JL

In-depth Notes on The Nursing Process and Clinical Judgment

Critical Thinking in Nursing

  • Critical Thinking: Involves skillful reasoning and logical thought to determine the merits of a belief or action.

  • Validating Information: Ensures correctness of obtained information to support nursing decisions.

  • Purposeful Thinking: Nurses must utilize reasoning and logic to decide on actions that promote optimal patient care.

The Nursing Process

  • Framework for Decision Making:

    • Assessment: Gathering subjective (patient's feelings) and objective (observable data) findings through interviews and physical exams.

    • Diagnosis: Analyzing collected assessment data to formulate nursing diagnoses that differ from medical diagnoses.

Steps of the Nursing Process

  • Planning: Establishing priorities for patient care based on assessments.

  • Implementation: Carrying out nursing interventions.

  • Evaluation: Reflecting on the effectiveness of the interventions performed.

Roles of RN and LPN/LVN

  • RN Responsibilities: As per the American Nurses Association (ANA), RNs are responsible for all nursing process steps.

  • LPN/LVN Involvement: Under NALPN standards, LPNs/LVNs take part in planning, intervention, and evaluation but may not perform assessments independently.

Performing the Nursing Process

  • Assessment:

    • Subjective Data: Information based on patients’ feelings and perceptions.

    • Objective Data: Observable facts through the senses.

    • Interview Technique: Establish rapport, gather primary and secondary data.

  • Physical Assessment Techniques:

    • Inspection: Visual examination of the patient.

    • Palpation: Using touch to assess.

    • Auscultation: Listening to bodily sounds.

    • Percussion: Tapping the body to assess organs and structures.

Nursing Diagnosis

  • Unique Function: Formulating nursing diagnoses is a distinct nursing skill.

  • Prioritizing Diagnoses: Apply Maslow's hierarchy of needs.

  • NANDA-I: Use the North American Nursing Diagnosis Association (NANDA-I) lists for selecting diagnoses.

  • PES Statements: Write nursing diagnoses in Problem, Etiology, Signs/Symptoms format.

Planning

  • Nursing Goals: Set goals to direct progress in improving patient conditions.

  • Expected Outcomes: Specific, measurable actions within a time frame aligned with nursing interventions.

    • Nursing Outcomes Classification (NOC): A list of 500 expected outcomes mirroring NANDA-I diagnoses.

  • Outcome Statements Must Include:

    • A specific, realistic, and measurable action able to be performed by the patient within a defined time frame.

Types of Nursing Interventions

  • Direct Care: Interventions where the nurse interacts directly with the patient (e.g., teaching, administering medications).
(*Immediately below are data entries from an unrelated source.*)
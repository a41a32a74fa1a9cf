//! Customers (parties) and the snapshot invoices freeze of them.

use crate::entity::Record;
use crate::error::{Error, Result};
use crate::key::StoreKey;
use chrono::{DateTime, NaiveDate, Utc};
use serde::{Deserialize, Serialize};

/// Customer fields without identity or timestamps.
///
/// This is both the body of a [`Customer`] and the frozen `customerDetails`
/// snapshot an invoice or purchase keeps, so later edits to the customer do
/// not rewrite history.
#[derive(Clone, Debug, PartialEq, Serialize, Deserialize)]
#[serde(rename_all = "camelCase")]
pub struct CustomerDetails {
    pub customer_name: String,
    #[serde(default, skip_serializing_if = "Option::is_none")]
    pub father_name: Option<String>,
    pub mobile_no: String,
    pub address: String,
    pub state: String,
    pub district: String,
    #[serde(default, skip_serializing_if = "Option::is_none")]
    pub gst_no: Option<String>,
    #[serde(default)]
    is_registered: bool,
    #[serde(default, skip_serializing_if = "Option::is_none")]
    pub pincode: Option<String>,
    #[serde(default, skip_serializing_if = "Option::is_none")]
    pub dob: Option<NaiveDate>,
}

impl CustomerDetails {
    /// A party is registered iff it carries a non-blank GST number.
    ///
    /// Always derived from `gst_no`; the stored flag is only kept so the
    /// persisted shape matches what front-ends read.
    pub fn is_registered(&self) -> bool {
        is_registered_gst(self.gst_no.as_deref())
    }

    /// One-line postal address, `"addr, district, state - pincode"`.
    pub fn full_address(&self) -> String {
        let mut out = format!("{}, {}, {}", self.address, self.district, self.state);
        if let Some(pin) = self.pincode.as_deref().filter(|p| !p.is_empty()) {
            out.push_str(" - ");
            out.push_str(pin);
        }
        out
    }
}

pub(crate) fn is_registered_gst(gst_no: Option<&str>) -> bool {
    gst_no.is_some_and(|g| !g.trim().is_empty())
}

/// A stored customer.
#[derive(Clone, Debug, PartialEq, Serialize, Deserialize)]
#[serde(rename_all = "camelCase")]
pub struct Customer {
    pub id: String,
    #[serde(flatten)]
    pub details: CustomerDetails,
    pub created_at: DateTime<Utc>,
    pub updated_at: DateTime<Utc>,
}

impl Customer {
    pub fn is_registered(&self) -> bool {
        self.details.is_registered()
    }

    /// Freeze the customer's current fields for an invoice or purchase.
    pub fn snapshot(&self) -> CustomerDetails {
        let mut details = self.details.clone();
        details.is_registered = details.is_registered();
        details
    }
}

impl Record for Customer {
    fn record_id(&self) -> &str {
        &self.id
    }

    fn collection() -> StoreKey {
        StoreKey::Customers
    }

    fn kind() -> &'static str {
        "customer"
    }
}

/// Input for creating or editing a customer.
#[derive(Clone, Debug, Default, PartialEq, Serialize, Deserialize)]
#[serde(rename_all = "camelCase")]
pub struct CustomerForm {
    pub customer_name: String,
    #[serde(default)]
    pub father_name: Option<String>,
    pub mobile_no: String,
    pub address: String,
    pub state: String,
    pub district: String,
    #[serde(default)]
    pub gst_no: Option<String>,
    #[serde(default)]
    pub pincode: Option<String>,
    #[serde(default)]
    pub dob: Option<NaiveDate>,
}

impl CustomerForm {
    /// Check the form.
    ///
    /// # Errors
    ///
    /// Returns `Error::ValidationError` naming the first offending field.
    pub fn validate(&self) -> Result<()> {
        if self.customer_name.trim().chars().count() < 2 {
            return Err(invalid("customerName", "must be at least 2 characters"));
        }
        if !is_digits(&self.mobile_no, 10) {
            return Err(invalid("mobileNo", "must be 10 digits"));
        }
        if self.address.trim().chars().count() < 5 {
            return Err(invalid("address", "must be at least 5 characters"));
        }
        if self.state.trim().chars().count() < 2 {
            return Err(invalid("state", "is required"));
        }
        if self.district.trim().chars().count() < 2 {
            return Err(invalid("district", "is required"));
        }
        if let Some(pin) = self.pincode.as_deref().filter(|p| !p.is_empty()) {
            if !is_digits(pin, 6) {
                return Err(invalid("pincode", "must be 6 digits"));
            }
        }
        if let Some(gst) = self.normalized_gst() {
            if gst.len() != 15 || !gst.chars().all(|c| c.is_ascii_alphanumeric()) {
                return Err(invalid("gstNo", "must be 15 alphanumeric characters"));
            }
        }
        Ok(())
    }

    /// Upper-cased GST number, `None` when blank.
    pub fn normalized_gst(&self) -> Option<String> {
        self.gst_no
            .as_deref()
            .map(str::trim)
            .filter(|g| !g.is_empty())
            .map(str::to_uppercase)
    }

    /// Build the detail block, deriving the registration flag.
    pub fn into_details(self) -> CustomerDetails {
        let gst_no = self.normalized_gst();
        let is_registered = is_registered_gst(gst_no.as_deref());
        CustomerDetails {
            customer_name: self.customer_name.trim().to_string(),
            father_name: self.father_name.filter(|f| !f.trim().is_empty()),
            mobile_no: self.mobile_no,
            address: self.address,
            state: self.state,
            district: self.district,
            gst_no,
            is_registered,
            pincode: self.pincode.filter(|p| !p.is_empty()),
            dob: self.dob,
        }
    }
}

impl From<&CustomerDetails> for CustomerForm {
    fn from(details: &CustomerDetails) -> Self {
        CustomerForm {
            customer_name: details.customer_name.clone(),
            father_name: details.father_name.clone(),
            mobile_no: details.mobile_no.clone(),
            address: details.address.clone(),
            state: details.state.clone(),
            district: details.district.clone(),
            gst_no: details.gst_no.clone(),
            pincode: details.pincode.clone(),
            dob: details.dob,
        }
    }
}

pub(crate) fn invalid(field: &str, msg: &str) -> Error {
    Error::ValidationError(format!("{} {}", field, msg))
}

pub(crate) fn is_digits(s: &str, len: usize) -> bool {
    s.len() == len && s.chars().all(|c| c.is_ascii_digit())
}
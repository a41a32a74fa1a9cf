//! Typed access to the store.
//!
//! [`RecordStore`] sits between the ledger services and a [`StoreBackend`].
//! It resolves [`StoreKey`]s to namespaced key names, encodes and decodes
//! JSON text, substitutes defaults for keys that were never written, and
//! applies multi-key writes under a [`WriteStrategy`].
//!
//! # Defaults
//!
//! | Key | Missing value reads as |
//! |-----|------------------------|
//! | customers, purchases, stock, invoices | `[]` |
//! | settings | `InvoiceSettings::default()` |
//! | companyProfile | `None` |
//! | generalSettings | `GeneralSettings::default()` |
//!
//! # Multi-key writes
//!
//! Encode everything first with [`WriteBatch::put`], then hand the batch to
//! [`RecordStore::commit`]. Encoding failures surface before the first write.
//!
//! ```ignore
//! let mut batch = WriteBatch::new();
//! batch.put(StoreKey::Invoices, &invoices)?;
//! batch.put(StoreKey::Stock, &stock)?;
//! store.commit(batch, WriteStrategy::Rollback).await?;
//! ```

use crate::backend::StoreBackend;
use crate::entity::Record;
use crate::error::Result;
use crate::key::{KeyBuilder, StoreKey};
use crate::models::{CompanyProfile, GeneralSettings, InvoiceSettings};
use crate::observability::LedgerMetrics;
use crate::serialization::{from_store_text, to_store_text};
use crate::strategy::WriteStrategy;
use serde::de::DeserializeOwned;
use serde::Serialize;
use std::sync::Arc;
use std::time::Instant;
use tokio::sync::broadcast;
use tokio::sync::broadcast::error::RecvError;

/// Encoded values waiting to be written, in write order.
#[derive(Debug, Default)]
pub struct WriteBatch {
    writes: Vec<(StoreKey, String)>,
}

impl WriteBatch {
    pub fn new() -> Self {
        WriteBatch { writes: Vec::new() }
    }

    /// Encode `value` and queue it for `key`.
    ///
    /// # Errors
    ///
    /// Returns `Error::SerializationError` if the value cannot be encoded.
    pub fn put<T: Serialize + ?Sized>(&mut self, key: StoreKey, value: &T) -> Result<&mut Self> {
        self.writes.push((key, to_store_text(value)?));
        Ok(self)
    }

    /// Queue already encoded text for `key`.
    pub fn put_text(&mut self, key: StoreKey, text: String) -> &mut Self {
        self.writes.push((key, text));
        self
    }

    pub fn keys(&self) -> Vec<StoreKey> {
        self.writes.iter().map(|(k, _)| *k).collect()
    }

    pub fn len(&self) -> usize {
        self.writes.len()
    }

    pub fn is_empty(&self) -> bool {
        self.writes.is_empty()
    }
}

/// Typed store over a backend.
#[derive(Clone)]
pub struct RecordStore<B: StoreBackend> {
    backend: B,
    keys: KeyBuilder,
    metrics: Arc<dyn LedgerMetrics>,
}

impl<B: StoreBackend> RecordStore<B> {
    pub fn new(backend: B, keys: KeyBuilder, metrics: Arc<dyn LedgerMetrics>) -> Self {
        RecordStore {
            backend,
            keys,
            metrics,
        }
    }

    pub fn backend(&self) -> &B {
        &self.backend
    }

    pub fn keys(&self) -> &KeyBuilder {
        &self.keys
    }

    /// Raw text under `key`, `None` if never written.
    ///
    /// # Errors
    ///
    /// Returns `Err` if the backend cannot be read.
    pub async fn read_text(&self, key: StoreKey) -> Result<Option<String>> {
        let name = self.keys.build(key);
        let timer = Instant::now();
        match self.backend.get(&name).await {
            Ok(text) => {
                self.metrics.record_read(&name, timer.elapsed());
                Ok(text)
            }
            Err(e) => {
                self.metrics.record_error(&name, &e.to_string());
                Err(e)
            }
        }
    }

    /// Replace the text under `key`.
    ///
    /// # Errors
    ///
    /// Returns `Error::StorageError` if the backend rejects the write.
    pub async fn write_text(&self, key: StoreKey, text: String) -> Result<()> {
        let name = self.keys.build(key);
        let timer = Instant::now();
        match self.backend.set(&name, text).await {
            Ok(()) => {
                self.metrics.record_write(&name, timer.elapsed());
                Ok(())
            }
            Err(e) => {
                self.metrics.record_error(&name, &e.to_string());
                Err(e)
            }
        }
    }

    /// Decode the value under `key`, or build a default if it was never
    /// written.
    ///
    /// # Errors
    ///
    /// Returns `Error::DeserializationError` if the stored text does not
    /// decode as `T`.
    pub async fn load<T, F>(&self, key: StoreKey, default: F) -> Result<T>
    where
        T: DeserializeOwned,
        F: FnOnce() -> T,
    {
        match self.read_text(key).await? {
            Some(text) => from_store_text(&self.keys.build(key), &text),
            None => Ok(default()),
        }
    }

    /// Load one of the four record collections.
    ///
    /// # Errors
    ///
    /// Returns `Err` if the backend fails or the stored array is malformed.
    pub async fn load_collection<T: Record>(&self) -> Result<Vec<T>> {
        self.load(T::collection(), Vec::new).await
    }

    /// Encode and write a single value.
    ///
    /// # Errors
    ///
    /// Returns `Err` on encoding failure or a rejected write.
    pub async fn save<T: Serialize + ?Sized>(&self, key: StoreKey, value: &T) -> Result<()> {
        self.write_text(key, to_store_text(value)?).await
    }

    pub async fn load_invoice_settings(&self) -> Result<InvoiceSettings> {
        self.load(StoreKey::InvoiceSettings, InvoiceSettings::default)
            .await
    }

    /// `None` until a profile has been saved (or when `null` is stored).
    pub async fn load_company_profile(&self) -> Result<Option<CompanyProfile>> {
        self.load(StoreKey::CompanyProfile, || None).await
    }

    pub async fn load_general_settings(&self) -> Result<GeneralSettings> {
        self.load(StoreKey::GeneralSettings, GeneralSettings::default)
            .await
    }

    /// Write every queued value in order.
    ///
    /// Under [`WriteStrategy::Rollback`], the text each key held before this
    /// call is captured first; if a write fails, keys already written are put
    /// back (or removed, if they did not exist) in reverse order before the
    /// original error is returned.
    ///
    /// # Errors
    ///
    /// Returns the first write failure.
    pub async fn commit(&self, batch: WriteBatch, strategy: WriteStrategy) -> Result<()> {
        let mut written: Vec<(StoreKey, Option<String>)> = Vec::with_capacity(batch.len());
        for (key, text) in batch.writes {
            let previous = if strategy.rolls_back() {
                self.read_text(key).await?
            } else {
                None
            };
            if let Err(e) = self.write_text(key, text).await {
                if strategy.rolls_back() && !written.is_empty() {
                    self.undo(written).await;
                }
                return Err(e);
            }
            written.push((key, previous));
        }
        Ok(())
    }

    async fn undo(&self, written: Vec<(StoreKey, Option<String>)>) {
        let names: Vec<String> = written.iter().map(|(k, _)| self.keys.build(*k)).collect();
        self.metrics.record_rollback(&names);
        for (key, previous) in written.into_iter().rev() {
            let name = self.keys.build(key);
            let restored = match previous {
                Some(text) => self.backend.set(&name, text).await,
                None => self.backend.delete(&name).await,
            };
            if let Err(e) = restored {
                error!("Rollback of {} failed: {}", name, e);
            }
        }
    }

    /// Subscribe to changes of this store's keys.
    pub fn subscribe(&self) -> ChangeSubscription {
        ChangeSubscription {
            rx: self.backend.subscribe(),
            keys: self.keys.clone(),
        }
    }
}

/// Receiver of changed [`StoreKey`]s.
///
/// Keys outside this store's namespace are skipped.
pub struct ChangeSubscription {
    rx: broadcast::Receiver<String>,
    keys: KeyBuilder,
}

impl ChangeSubscription {
    /// Wait for the next change. Returns `None` once the backend is dropped.
    ///
    /// A receiver that falls behind skips the notifications it missed.
    pub async fn recv(&mut self) -> Option<StoreKey> {
        loop {
            match self.rx.recv().await {
                Ok(name) => {
                    if let Some(key) = self.keys.parse(&name) {
                        return Some(key);
                    }
                }
                Err(RecvError::Lagged(missed)) => {
                    warn!("Change subscriber lagged, {} notifications dropped", missed);
                }
                Err(RecvError::Closed) => return None,
            }
        }
    }

    /// Next change if one is already queued.
    pub fn try_recv(&mut self) -> Option<StoreKey> {
        loop {
            match self.rx.try_recv() {
                Ok(name) => {
                    if let Some(key) = self.keys.parse(&name) {
                        return Some(key);
                    }
                }
                Err(broadcast::error::TryRecvError::Lagged(missed)) => {
                    warn!("Change subscriber lagged, {} notifications dropped", missed);
                }
                Err(_) => return None,
            }
        }
    }
}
  • Indirect Care: Actions performed away from the patient that support their care (e.g., documentation, communicating with health professionals).

  • Interventions Can Be:

    • Independent: Those the nurse can perform without physician orders.

    • Dependent: Require physician orders before execution.

    • Collaborative: Involves collaboration with other health care team members.

Implementation Steps

  • Initial Procedures:

    • Verify healthcare provider's order.

    • Refer to established procedures.

    • Prepare necessary equipment and ensure hand hygiene.

    • Identify the patient, explain the procedure, and ensure privacy.

  • End Implementation Steps:

    • Evaluate patient response, ensure comfort and safety.

    • Document interventions and their effectiveness; handle materials safely.

Evaluation

  • Evaluate nursing diagnoses and whether desired outcomes were achieved by asking:

    • Were nursing diagnoses correct?

    • Were the goals realistic and reachable?

    • Were the correct interventions selected and implemented?

    • Has the patient’s condition changed?

Types of Nursing Care Plans

  • Computerized Care Plans

  • Standardized Care Plans

  • Multidisciplinary Care Plans

  • Critical Pathway: Offers daily interventions based on patient progression.

  • Student Care Plans.

Preparing for Clinical Experience

  • Step-by-Step Approach:

    • Research potential nursing diagnoses and expected outcomes.

    • Develop interventions prior to clinical placement.

Concept Maps

  • Concept maps are used to organize nursing diagnoses and assess data, aiding in planning care.

Clinical Judgment

  • Definition: The ability to apply critical thinking in executing nursing actions.

    • Steps:

    1. Recognize and analyze cues.

    2. Formulate hypotheses about patient conditions.

    3. Prioritize and take necessary actions.

    4. Evaluate the effectiveness of interventions.

Upcoming NCLEX Changes

  • Starting 2023, NCLEX-PN will assess clinical judgment abilities through innovative test items developed by the NCSBN, moving beyond traditional knowledge assessments.